Waterboarding At Work???
According to an article in The Salt Lake Tribune, an employee has sued their employer alleging the employer used several unconventional motivational techniques. The employee alleges that his former employer allowed a supervisor to draw mustaches on employee’s faces, take away their chairs and beat on their desks with wooden paddles because it “resulted in increased revenues for the company.” In addition, the employee alleges that the same supervisor poured water, from a gallon jug, over his mouth and nostrils while co-workers held him down as he struggled. The employee alleges that the technique was similar to the interrogation technique known as waterboarding. At the conclusion of this “team-building technique”, the supervisor is alleged to have told employees that he wanted them to work as hard on making sales as the employee worked on breathing while being waterboarded.

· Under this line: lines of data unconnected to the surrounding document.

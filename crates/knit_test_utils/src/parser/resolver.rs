use knit_ast::{
  ast::*,
  visit_mut::{walk_mut_class, walk_mut_expr, walk_mut_stmt, VisitMut},
  ScopeId, SymbolId, SymbolTable,
};
use rustc_hash::FxHashSet;

/// Binds references to the declarations the parser recorded. Declarations are known up front, so
/// a reference can resolve to a function declared further down, or to a `var` in an outer
/// function.
pub(super) struct Resolver<'a> {
  symbols: &'a mut SymbolTable,
  hidden: &'a FxHashSet<SymbolId>,
  scope: ScopeId,
}

impl<'a> Resolver<'a> {
  pub(super) fn new(symbols: &'a mut SymbolTable, hidden: &'a FxHashSet<SymbolId>) -> Self {
    Self {
      scope: symbols.root_scope(),
      symbols,
      hidden,
    }
  }

  fn with_scope(&mut self, scope: ScopeId, f: impl FnOnce(&mut Self)) {
    let parent = std::mem::replace(&mut self.scope, scope);
    f(self);
    self.scope = parent;
  }

  fn lookup(&self, name: &str) -> Option<SymbolId> {
    self.symbols.ancestors(self.scope).find_map(|scope| {
      self.symbols.scopes[scope].symbols.iter().copied().find(|symbol| {
        !self.hidden.contains(symbol) && self.symbols.symbols[*symbol].name.as_str() == name
      })
    })
  }

  fn resolve(&self, ident: &mut Ident) {
    if ident.symbol.is_none() {
      ident.symbol = self.lookup(&ident.name);
    }
  }
}

impl<'a> VisitMut for Resolver<'a> {
  fn visit_mut_stmt(&mut self, stmt: &mut Stmt) {
    let scope = match stmt {
      Stmt::For(s) => Some(s.scope),
      Stmt::ForInOf(s) => Some(s.scope),
      Stmt::Switch(s) => Some(s.scope),
      _ => None,
    };
    match scope {
      Some(scope) => self.with_scope(scope, |v| walk_mut_stmt(v, stmt)),
      None => walk_mut_stmt(self, stmt),
    }
  }

  fn visit_mut_expr(&mut self, expr: &mut Expr) {
    if let Expr::Call(call) = expr {
      if let Expr::Ident(callee) = &*call.callee {
        if callee.name.as_str() == "eval" && self.lookup("eval").is_none() {
          self.symbols.scopes[self.scope].has_direct_eval = true;
        }
      }
    }
    walk_mut_expr(self, expr)
  }

  fn visit_mut_ident(&mut self, ident: &mut Ident) {
    self.resolve(ident)
  }

  // Identifiers inside destructuring assignments are references too.
  fn visit_mut_binding_ident(&mut self, ident: &mut Ident) {
    self.resolve(ident)
  }

  fn visit_mut_function(&mut self, function: &mut Function) {
    // Parameter defaults see the other parameters.
    self.with_scope(function.scope, |v| {
      function.params.iter_mut().for_each(|param| v.visit_mut_pat(param));
      v.visit_mut_stmts(&mut function.body);
    });
  }

  fn visit_mut_arrow(&mut self, arrow: &mut ArrowExpr) {
    self.with_scope(arrow.scope, |v| {
      arrow.params.iter_mut().for_each(|param| v.visit_mut_pat(param));
      match &mut arrow.body {
        ArrowBody::Block(stmts) => v.visit_mut_stmts(stmts),
        ArrowBody::Expr(expr) => v.visit_mut_expr(expr),
      }
    });
  }

  fn visit_mut_class(&mut self, class: &mut Class) {
    self.with_scope(class.scope, |v| walk_mut_class(v, class));
  }

  fn visit_mut_block(&mut self, stmts: &mut Vec<Stmt>, scope: ScopeId) {
    self.with_scope(scope, |v| v.visit_mut_stmts(stmts));
  }
}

The employer countered that these allegations were an exaggeration and that the exercise was a dramatization of a story in which a young man asks Socrates to become his teacher. According to the employer, Socrates responded by plunging the young man’s head under water and telling him that once his desire for knowledge was equivalent to his desire to breathe, he would become his teacher. The employer went on to characterize the exercise as a “team-building” exercise and the supervisor’s conduct as humorous and team and camaraderie building.
The Bottom Line:
Regardless of how humorous or fun you think a team-building event is, before you decide to use the technique consider whether it will pass the “what were you thinking?” test. Any event that places your employees at risk or embarrasses or humiliates them is not a team-building exercise but an invitation to be sued. Many employers believe this can be circumvented by a release or by stating the event was voluntary. These defenses are usually not going to protect your company from suit.